- Opening Delimiter -

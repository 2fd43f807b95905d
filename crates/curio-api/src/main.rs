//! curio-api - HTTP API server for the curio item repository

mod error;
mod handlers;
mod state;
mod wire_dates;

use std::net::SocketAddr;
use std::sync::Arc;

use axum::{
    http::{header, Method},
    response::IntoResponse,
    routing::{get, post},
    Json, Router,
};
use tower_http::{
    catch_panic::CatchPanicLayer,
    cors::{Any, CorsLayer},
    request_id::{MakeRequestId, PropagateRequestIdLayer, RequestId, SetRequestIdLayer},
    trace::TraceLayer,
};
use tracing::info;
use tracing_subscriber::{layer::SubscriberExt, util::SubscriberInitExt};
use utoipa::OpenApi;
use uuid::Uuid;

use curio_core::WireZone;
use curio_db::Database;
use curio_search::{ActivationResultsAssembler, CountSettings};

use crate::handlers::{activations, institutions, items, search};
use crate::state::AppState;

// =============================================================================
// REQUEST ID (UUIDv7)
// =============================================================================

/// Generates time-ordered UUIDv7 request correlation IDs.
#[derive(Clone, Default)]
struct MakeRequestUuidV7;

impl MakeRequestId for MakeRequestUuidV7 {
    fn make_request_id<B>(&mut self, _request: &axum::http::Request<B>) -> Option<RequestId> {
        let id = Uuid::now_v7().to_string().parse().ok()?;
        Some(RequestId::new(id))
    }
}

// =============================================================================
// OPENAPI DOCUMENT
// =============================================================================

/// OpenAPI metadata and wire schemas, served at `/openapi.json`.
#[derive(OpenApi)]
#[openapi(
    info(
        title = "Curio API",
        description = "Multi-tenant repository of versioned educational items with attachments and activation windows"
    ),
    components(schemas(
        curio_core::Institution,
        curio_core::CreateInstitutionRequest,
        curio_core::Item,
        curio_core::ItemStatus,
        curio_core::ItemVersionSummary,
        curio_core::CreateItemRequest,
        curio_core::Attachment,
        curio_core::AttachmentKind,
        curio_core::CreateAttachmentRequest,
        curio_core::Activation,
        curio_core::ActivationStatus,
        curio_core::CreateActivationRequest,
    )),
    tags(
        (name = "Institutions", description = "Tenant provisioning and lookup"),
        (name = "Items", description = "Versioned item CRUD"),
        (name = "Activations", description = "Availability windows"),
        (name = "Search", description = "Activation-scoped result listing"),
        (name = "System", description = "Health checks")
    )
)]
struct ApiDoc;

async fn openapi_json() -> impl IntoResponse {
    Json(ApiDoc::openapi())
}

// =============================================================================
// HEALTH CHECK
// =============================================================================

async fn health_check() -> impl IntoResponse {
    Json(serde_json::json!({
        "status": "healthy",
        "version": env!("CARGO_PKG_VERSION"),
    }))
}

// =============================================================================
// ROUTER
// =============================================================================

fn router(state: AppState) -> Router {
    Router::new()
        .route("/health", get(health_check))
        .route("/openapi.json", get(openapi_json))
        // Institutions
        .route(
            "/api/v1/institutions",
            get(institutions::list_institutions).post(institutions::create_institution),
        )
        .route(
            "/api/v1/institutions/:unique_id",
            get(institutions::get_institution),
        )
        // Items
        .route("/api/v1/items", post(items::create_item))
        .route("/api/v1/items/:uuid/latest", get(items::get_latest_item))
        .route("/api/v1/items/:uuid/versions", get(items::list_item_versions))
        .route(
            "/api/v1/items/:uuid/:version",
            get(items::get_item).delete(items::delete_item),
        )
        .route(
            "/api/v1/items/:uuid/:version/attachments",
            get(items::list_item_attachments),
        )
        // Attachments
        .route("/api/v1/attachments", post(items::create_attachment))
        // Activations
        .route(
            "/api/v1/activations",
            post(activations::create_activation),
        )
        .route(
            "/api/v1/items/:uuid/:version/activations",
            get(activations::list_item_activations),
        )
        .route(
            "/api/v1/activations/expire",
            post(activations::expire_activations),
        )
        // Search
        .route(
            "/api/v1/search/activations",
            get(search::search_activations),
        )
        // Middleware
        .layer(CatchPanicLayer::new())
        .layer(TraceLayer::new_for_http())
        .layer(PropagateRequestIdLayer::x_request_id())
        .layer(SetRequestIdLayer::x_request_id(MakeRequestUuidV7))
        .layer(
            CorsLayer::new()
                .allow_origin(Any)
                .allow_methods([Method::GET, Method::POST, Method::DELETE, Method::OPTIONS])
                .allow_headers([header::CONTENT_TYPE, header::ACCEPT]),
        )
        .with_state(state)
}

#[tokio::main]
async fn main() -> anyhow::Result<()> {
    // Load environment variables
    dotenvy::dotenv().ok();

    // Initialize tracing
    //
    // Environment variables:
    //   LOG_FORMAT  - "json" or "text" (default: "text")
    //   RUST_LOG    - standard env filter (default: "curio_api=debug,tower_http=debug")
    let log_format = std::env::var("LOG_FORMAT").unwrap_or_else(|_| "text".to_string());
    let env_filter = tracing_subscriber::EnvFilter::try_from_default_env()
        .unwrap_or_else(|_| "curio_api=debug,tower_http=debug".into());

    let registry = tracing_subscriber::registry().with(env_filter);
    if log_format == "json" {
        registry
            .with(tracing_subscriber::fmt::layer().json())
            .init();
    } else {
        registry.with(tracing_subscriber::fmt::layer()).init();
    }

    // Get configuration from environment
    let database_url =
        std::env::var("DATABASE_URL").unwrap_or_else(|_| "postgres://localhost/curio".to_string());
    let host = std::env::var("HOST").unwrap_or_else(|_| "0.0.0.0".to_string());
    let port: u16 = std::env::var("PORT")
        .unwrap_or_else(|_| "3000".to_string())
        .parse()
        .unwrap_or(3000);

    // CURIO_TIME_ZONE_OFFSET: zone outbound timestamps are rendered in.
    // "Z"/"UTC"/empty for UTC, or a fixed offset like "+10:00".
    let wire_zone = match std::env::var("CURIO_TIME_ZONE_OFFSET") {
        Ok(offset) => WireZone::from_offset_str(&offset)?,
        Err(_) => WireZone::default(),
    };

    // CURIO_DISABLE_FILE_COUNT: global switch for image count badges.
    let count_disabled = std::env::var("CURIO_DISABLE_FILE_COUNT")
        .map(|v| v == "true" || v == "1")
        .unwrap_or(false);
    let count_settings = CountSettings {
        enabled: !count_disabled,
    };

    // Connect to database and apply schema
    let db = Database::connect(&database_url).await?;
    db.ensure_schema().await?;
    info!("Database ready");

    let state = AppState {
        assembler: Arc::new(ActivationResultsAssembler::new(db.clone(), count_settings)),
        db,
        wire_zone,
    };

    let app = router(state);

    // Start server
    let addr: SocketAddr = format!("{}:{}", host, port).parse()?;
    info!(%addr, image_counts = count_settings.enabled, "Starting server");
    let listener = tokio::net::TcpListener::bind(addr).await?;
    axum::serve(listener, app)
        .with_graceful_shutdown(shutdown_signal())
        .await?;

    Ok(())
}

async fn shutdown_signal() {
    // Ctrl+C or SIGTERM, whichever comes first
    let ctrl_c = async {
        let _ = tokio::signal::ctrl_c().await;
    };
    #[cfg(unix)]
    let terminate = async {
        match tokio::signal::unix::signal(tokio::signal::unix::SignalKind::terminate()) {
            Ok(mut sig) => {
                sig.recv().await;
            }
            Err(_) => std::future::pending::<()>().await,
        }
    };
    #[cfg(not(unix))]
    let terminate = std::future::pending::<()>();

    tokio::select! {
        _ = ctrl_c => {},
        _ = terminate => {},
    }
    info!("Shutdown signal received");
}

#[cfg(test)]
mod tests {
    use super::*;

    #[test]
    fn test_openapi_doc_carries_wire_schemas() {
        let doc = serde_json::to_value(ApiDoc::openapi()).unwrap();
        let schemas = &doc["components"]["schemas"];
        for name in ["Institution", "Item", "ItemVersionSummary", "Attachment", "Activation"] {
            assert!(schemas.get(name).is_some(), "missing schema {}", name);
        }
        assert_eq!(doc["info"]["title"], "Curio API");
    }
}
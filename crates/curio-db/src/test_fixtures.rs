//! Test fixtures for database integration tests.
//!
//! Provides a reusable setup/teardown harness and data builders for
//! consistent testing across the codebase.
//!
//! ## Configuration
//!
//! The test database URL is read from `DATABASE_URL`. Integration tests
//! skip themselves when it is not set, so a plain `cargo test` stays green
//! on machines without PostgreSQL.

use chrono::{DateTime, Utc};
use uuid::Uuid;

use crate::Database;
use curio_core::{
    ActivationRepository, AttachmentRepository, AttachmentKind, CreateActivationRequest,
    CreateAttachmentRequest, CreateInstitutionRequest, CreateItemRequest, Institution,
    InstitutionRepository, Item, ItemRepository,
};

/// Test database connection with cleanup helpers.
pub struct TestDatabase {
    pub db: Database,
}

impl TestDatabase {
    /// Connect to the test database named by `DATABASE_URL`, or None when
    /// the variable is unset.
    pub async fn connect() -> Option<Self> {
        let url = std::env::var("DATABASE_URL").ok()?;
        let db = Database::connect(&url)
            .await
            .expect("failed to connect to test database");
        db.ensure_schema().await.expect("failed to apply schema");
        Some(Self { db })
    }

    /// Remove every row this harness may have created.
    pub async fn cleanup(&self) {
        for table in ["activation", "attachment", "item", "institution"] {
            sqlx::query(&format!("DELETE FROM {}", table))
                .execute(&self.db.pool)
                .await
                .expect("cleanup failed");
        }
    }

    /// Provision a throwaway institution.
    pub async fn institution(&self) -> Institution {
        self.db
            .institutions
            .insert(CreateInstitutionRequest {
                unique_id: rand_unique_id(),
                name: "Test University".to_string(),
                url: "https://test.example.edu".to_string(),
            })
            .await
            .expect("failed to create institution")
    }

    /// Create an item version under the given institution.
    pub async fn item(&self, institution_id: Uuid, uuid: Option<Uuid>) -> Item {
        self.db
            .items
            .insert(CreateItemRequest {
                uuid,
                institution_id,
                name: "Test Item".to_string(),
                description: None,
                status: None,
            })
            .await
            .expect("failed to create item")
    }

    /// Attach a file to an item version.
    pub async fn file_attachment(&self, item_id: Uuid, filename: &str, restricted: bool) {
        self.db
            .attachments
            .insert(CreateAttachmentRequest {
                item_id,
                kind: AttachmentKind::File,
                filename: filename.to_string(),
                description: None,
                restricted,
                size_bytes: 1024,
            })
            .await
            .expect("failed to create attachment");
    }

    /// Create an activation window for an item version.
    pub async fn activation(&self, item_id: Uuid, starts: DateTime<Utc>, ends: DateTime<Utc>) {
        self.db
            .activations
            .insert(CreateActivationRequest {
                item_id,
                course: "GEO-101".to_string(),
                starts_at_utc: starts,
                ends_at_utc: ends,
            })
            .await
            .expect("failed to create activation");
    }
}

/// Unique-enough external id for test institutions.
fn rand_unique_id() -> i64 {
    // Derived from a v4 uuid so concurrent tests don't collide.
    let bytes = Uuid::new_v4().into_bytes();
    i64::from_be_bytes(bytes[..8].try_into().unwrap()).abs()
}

- Closing Delimiter -

TASK GOAL: Pick each line holding the word "Method" out of the listing.

OUTPUT FOR THIS EXERCISE:
    http::{header, Method},
                .allow_methods([Method::GET, Method::POST, Method::DELETE, Method::OPTIONS])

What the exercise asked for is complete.